# Data for this task
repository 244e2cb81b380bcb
use anyhow::Result;
use clap::Command;
use clap_complete::{Shell, generate};
use std::io;

/// Write the completion script for `shell` to stdout
pub fn execute(shell: Shell, cmd: &mut Command) -> Result<()> {
    let bin_name = cmd.get_name().to_string();
    generate(shell, cmd, bin_name, &mut io::stdout());
    Ok(())
}
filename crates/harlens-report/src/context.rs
use crate::sections::Section;
use harlens_core::ReportConfig;
use harlens_core::analysis::TrafficStats;
use harlens_core::har::Entry;
use serde::{Deserialize, Serialize};

#[derive(Debug, Clone, Copy, PartialEq, Eq, Serialize, Deserialize)]
#[serde(rename_all = "lowercase")]
pub enum ReportMode {
    /// Compact report of the `analyze` entry point
    Summary,
    /// Full report with per-entry detail, used when intercepting messages
    Forensic,
}

impl ReportMode {
    pub fn as_str(&self) -> &'static str {
        match self {
            ReportMode::Summary => "summary",
            ReportMode::Forensic => "forensic",
        }
    }

    /// Fixed section order of the mode
    pub fn sections(&self) -> &'static [Section] {
        match self {
            ReportMode::Summary => &[
                Section::Overview,
                Section::Performance,
                Section::Domains,
                Section::Realtime,
                Section::Errors,
                Section::Caching,
                Section::Security,
                Section::Redirects,
                Section::Cookies,
            ],
            ReportMode::Forensic => &[
                Section::Overview,
                Section::Domains,
                Section::Cookies,
                Section::Security,
                Section::Performance,
                Section::ApiSurface,
                Section::Redirects,
                Section::Detail,
            ],
        }
    }
}

/// Read-only inputs shared by every section builder
pub struct ReportContext<'a> {
    pub entries: &'a [Entry],
    pub stats: &'a TrafficStats,
    pub config: &'a ReportConfig,
    pub mode: ReportMode,
}
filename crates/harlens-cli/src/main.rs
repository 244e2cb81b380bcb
use anyhow::Result;
use clap::{CommandFactory, Parser, Subcommand};
use clap_complete::Shell;
use harlens_cli::commands;
use harlens_cli::{ModeArg, OutputFormat};
use harlens_core::ConfigOverrides;
use harlens_report::ReportMode;
use std::path::PathBuf;

#[derive(Parser)]
#[command(name = "harlens")]
#[command(author, version, about, long_about = None)]
#[command(
    about = "Turn HTTP Archive (HAR) captures into bounded, readable reports",
    long_about = "HarLens reads a browser HAR capture and writes a markdown report covering \
                  performance, security headers, caching, cookies, third-party domains and the \
                  inferred API surface. It can also rewrite chat message bodies so that an \
                  attached capture is replaced by its report."
)]
struct Cli {
    #[command(subcommand)]
    command: Commands,

    /// Enable verbose logging
    #[arg(short, long, global = true)]
    verbose: bool,

    /// Output format
    #[arg(short, long, global = true, value_enum, default_value = "pretty")]
    format: OutputFormat,
}

#[derive(Subcommand)]
enum Commands {
    /// Write a report for a HAR file
    Analyze {
        /// Path to the HAR file
        #[arg(value_name = "FILE")]
        file: PathBuf,

        #[command(flatten)]
        settings: ReportSettings,
    },

    /// Replace a HAR attachment in a chat message body with its report
    Intercept {
        /// Message body as JSON (reads stdin when omitted)
        #[arg(value_name = "FILE")]
        file: Option<PathBuf>,

        /// User id recorded in debug logs
        #[arg(long)]
        user: Option<String>,

        #[command(flatten)]
        settings: ReportSettings,
    },

    /// Generate shell completion scripts
    #[command(after_help = "SUPPORTED SHELLS:\n  bash, zsh, fish, powershell, elvish\n\n\
                            INSTALLATION:\n  \
                            harlens completion --shell bash >> ~/.bashrc\n  \
                            harlens completion --shell zsh > ~/.zfunc/_harlens")]
    Completion {
        /// Target shell
        #[arg(long, value_enum)]
        shell: Shell,
    },
}

/// Report settings shared by `analyze` and `intercept`
#[derive(clap::Args)]
struct ReportSettings {
    /// Report mode (defaults to summary for analyze, forensic for intercept)
    #[arg(long, value_enum)]
    mode: Option<ModeArg>,

    /// JSON config file (defaults to <config dir>/harlens/config.json when present)
    #[arg(long, value_name = "PATH")]
    config: Option<PathBuf>,

    /// Requests slower than this are reported as slow
    #[arg(long, env = "HARLENS_SLOW_THRESHOLD_MS")]
    slow_threshold_ms: Option<f64>,

    /// Responses larger than this are reported as large
    #[arg(long, env = "HARLENS_LARGE_RESPONSE_KB")]
    large_response_kb: Option<u64>,

    /// Entries rendered in full in the forensic report
    #[arg(long, env = "HARLENS_MAX_DETAILED_ENTRIES")]
    max_detailed_entries: Option<usize>,

    /// Character budget of the whole report
    #[arg(long, env = "HARLENS_MAX_REPORT_CHARS")]
    max_report_chars: Option<usize>,

    /// Characters of each body shown in detailed entries
    #[arg(long, env = "HARLENS_MAX_BODY_CHARS")]
    max_body_chars: Option<usize>,

    /// Comma separated host names or globs rendered first in detailed entries
    #[arg(long, env = "HARLENS_PRIORITY_DOMAINS")]
    priority_domains: Option<String>,

    /// Leave request and response bodies out of detailed entries
    #[arg(long)]
    no_bodies: bool,

    /// Leave headers out of detailed entries
    #[arg(long)]
    no_headers: bool,

    /// Leave cookies out of detailed entries
    #[arg(long)]
    no_cookies: bool,
}

impl ReportSettings {
    fn mode(&self, default: ReportMode) -> ReportMode {
        self.mode.map(ReportMode::from).unwrap_or(default)
    }

    fn overrides(&self) -> ConfigOverrides {
        ConfigOverrides {
            slow_threshold_ms: self.slow_threshold_ms,
            large_response_kb: self.large_response_kb,
            max_detailed_entries: self.max_detailed_entries,
            max_report_chars: self.max_report_chars,
            max_body_chars: self.max_body_chars,
            priority_domains: self.priority_domains.clone(),
            include_bodies: self.no_bodies.then_some(false),
            include_headers: self.no_headers.then_some(false),
            include_cookies: self.no_cookies.then_some(false),
            ..Default::default()
        }
    }
}

#[tokio::main]
async fn main() -> Result<()> {
    let cli = Cli::parse();

    init_logging(cli.verbose);

    match cli.command {
        Commands::Analyze { file, settings } => {
            let mode = settings.mode(ReportMode::Summary);
            let config = commands::analyze::load_config(
                mode,
                settings.config.as_deref(),
                settings.overrides(),
            )?;
            commands::analyze::execute(&file, mode, &config, cli.format)
        }
        Commands::Intercept {
            file,
            user,
            settings,
        } => {
            let mode = settings.mode(ReportMode::Forensic);
            let config = commands::analyze::load_config(
                mode,
                settings.config.as_deref(),
                settings.overrides(),
            )?;
            commands::intercept::execute(file.as_deref(), config, user).await
        }
        Commands::Completion { shell } => {
            commands::completion::execute(shell, &mut Cli::command())
        }
    }
}

fn init_logging(verbose: bool) {
    use tracing_subscriber::EnvFilter;

    let filter = if verbose {
        EnvFilter::new(
            "harlens=debug,harlens_cli=debug,harlens_core=debug,harlens_detectors=debug,harlens_report=debug",
        )
    } else {
        EnvFilter::try_from_default_env().unwrap_or_else(|_| EnvFilter::new("warn"))
    };

    tracing_subscriber::fmt()
        .with_env_filter(filter)
        .with_writer(std::io::stderr)
        .with_target(false)
        .without_time()
        .init();
}
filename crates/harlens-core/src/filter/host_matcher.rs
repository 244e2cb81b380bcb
use glob::Pattern;

/// A host pattern from the priority domain list
#[derive(Debug, Clone)]
pub enum HostPattern {
    /// Domain match (case-insensitive), subdomains included
    Domain(String),
    /// Glob pattern match (e.g., *.example.com)
    Glob(Pattern),
}

impl HostPattern {
    /// Parse a host pattern string into a HostPattern
    ///
    /// If the pattern contains '*' or '?', it's treated as a glob pattern.
    /// Otherwise it matches the domain itself and any of its subdomains.
    pub fn parse(pattern: &str) -> crate::Result<Self> {
        let pattern_lower = pattern.trim().to_lowercase();
        if pattern_lower.is_empty() {
            return Err(crate::Error::InvalidPattern(
                "Empty host pattern".to_string(),
            ));
        }

        if pattern_lower.contains('*') || pattern_lower.contains('?') {
            let glob_pattern = Pattern::new(&pattern_lower).map_err(|e| {
                crate::Error::InvalidPattern(format!("Invalid glob pattern '{}': {}", pattern, e))
            })?;
            Ok(HostPattern::Glob(glob_pattern))
        } else {
            Ok(HostPattern::Domain(
                pattern_lower.trim_start_matches('.').to_string(),
            ))
        }
    }

    /// Check if a host (optionally carrying a `:port`) matches this pattern
    pub fn matches(&self, host: &str) -> bool {
        let host_lower = host.to_lowercase();
        let hostname = strip_port(&host_lower);
        match self {
            HostPattern::Domain(domain) => {
                hostname == domain || hostname.ends_with(&format!(".{}", domain))
            }
            HostPattern::Glob(pattern) => pattern.matches(hostname),
        }
    }
}

fn strip_port(host: &str) -> &str {
    if host.starts_with('[') {
        // IPv6 literal: [::1]:8080
        return match host.find(']') {
            Some(end) => &host[..=end],
            None => host,
        };
    }
    match host.rsplit_once(':') {
        Some((name, port)) if port.chars().all(|c| c.is_ascii_digit()) => name,
        _ => host,
    }
}

#[cfg(test)]
mod tests {
    use super::*;

    #[test]
    fn test_domain_match_includes_subdomains() {
        let pattern = HostPattern::parse("example.com").unwrap();
        assert!(pattern.matches("example.com"));
        assert!(pattern.matches("api.example.com"));
        assert!(pattern.matches("API.EXAMPLE.COM"));
        assert!(!pattern.matches("badexample.com"));
        assert!(!pattern.matches("example.com.evil.net"));
    }

    #[test]
    fn test_port_is_ignored() {
        let pattern = HostPattern::parse("localhost").unwrap();
        assert!(pattern.matches("localhost:3000"));

        let glob = HostPattern::parse("*.internal").unwrap();
        assert!(glob.matches("svc.internal:8443"));
    }

    #[test]
    fn test_glob_wildcard_prefix() {
        let pattern = HostPattern::parse("*.example.com").unwrap();
        assert!(pattern.matches("api.example.com"));
        assert!(pattern.matches("api-v2.example.com"));
        assert!(!pattern.matches("example.com"));
        assert!(!pattern.matches("api.different.com"));
    }

    #[test]
    fn test_glob_question_mark() {
        let pattern = HostPattern::parse("api?.example.com").unwrap();
        assert!(pattern.matches("api1.example.com"));
        assert!(!pattern.matches("api.example.com"));
        assert!(!pattern.matches("api12.example.com"));
    }

    #[test]
    fn test_invalid_patterns() {
        assert!(HostPattern::parse("   ").is_err());
        assert!(HostPattern::parse("[*.example.com").is_err());
    }
}
use super::omitted;
use crate::context::ReportContext;
use harlens_core::format;

const MAX_CACHING_SHOWN: usize = 15;

pub(super) fn build(ctx: &ReportContext) -> Vec<String> {
    let caching = &ctx.stats.caching_issues;
    let compression = &ctx.stats.compression;
    let mut lines = Vec::new();

    if !caching.is_empty() {
        lines.push(format!("## Caching Issues ({})", caching.total()));
        let shown = caching.len().min(MAX_CACHING_SHOWN);
        for record in caching.iter().take(shown) {
            let issues: Vec<String> = record.issues.iter().map(|i| i.to_string()).collect();
            lines.push(format!(
                "- `{}` ({})",
                format::truncate(&record.url, 100),
                record.mime
            ));
            lines.push(format!(
                "  - {} | Cache-Control: {}",
                issues.join(", "),
                record.cache_control
            ));
        }
        if let Some(note) = omitted(
            caching.total().saturating_sub(shown),
            "assets with caching issues",
        ) {
            lines.push(note);
        }
    }

    if compression.compressed > 0 || compression.uncompressed > 0 {
        if !lines.is_empty() {
            lines.push(String::new());
        }
        lines.push("## Compression".to_string());
        lines.push(format!(
            "- **Compressed responses:** {}",
            compression.compressed
        ));
        lines.push(format!(
            "- **Compressible but uncompressed (>1KB):** {}",
            compression.uncompressed
        ));
        lines.push(format!(
            "- **Bytes saved by compression:** {}",
            format::format_size(compression.savings)
        ));
    }

    lines
}

#[cfg(test)]
mod tests {
    use crate::context::{ReportContext, ReportMode};
    use crate::sections::Section;
    use harlens_core::ReportConfig;
    use harlens_core::analysis::EntryAggregator;
    use harlens_core::har::{Content, Entry, Header, Request, Response};

    fn asset(url: &str, mime: &str, headers: &[(&str, &str)]) -> Entry {
        Entry {
            request: Request {
                method: "GET".to_string(),
                url: url.to_string(),
                ..Default::default()
            },
            response: Response {
                status: 200,
                headers: headers
                    .iter()
                    .map(|(n, v)| Header {
                        name: n.to_string(),
                        value: v.to_string(),
                    })
                    .collect(),
                content: Content {
                    mime_type: mime.to_string(),
                    size: 1000,
                    ..Default::default()
                },
                body_size: 200,
                ..Default::default()
            },
            ..Default::default()
        }
    }

    fn render(entries: &[Entry]) -> String {
        let config = ReportConfig::summary();
        let stats = EntryAggregator::new(config.clone()).aggregate(entries);
        let ctx = ReportContext {
            entries,
            stats: &stats,
            config: &config,
            mode: ReportMode::Summary,
        };
        Section::Caching.build(&ctx)
    }

    #[test]
    fn test_caching_issue_listed() {
        let text = render(&[asset(
            "https://example.com/app.js",
            "application/javascript",
            &[("Cache-Control", "max-age=60")],
        )]);
        assert!(text.starts_with("## Caching Issues (1)"));
        assert!(text.contains(
            "  - Short max-age (60s), No validation headers (ETag/Last-Modified) | Cache-Control: max-age=60"
        ));
    }

    #[test]
    fn test_compression_savings_summary() {
        let text = render(&[asset(
            "https://example.com/data",
            "application/json",
            &[("Content-Encoding", "gzip")],
        )]);
        assert!(text.contains("- **Compressed responses:** 1"));
        assert!(text.contains("- **Bytes saved by compression:** 800B"));
        assert!(!text.contains("Caching Issues"));
    }
}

# What you should do
Check each line of the records for the string "ReportConfig" and copy those that have it.

# Solution for this problem
use harlens_core::ReportConfig;
    pub config: &'a ReportConfig,
    use harlens_core::ReportConfig;
        let config = ReportConfig::summary();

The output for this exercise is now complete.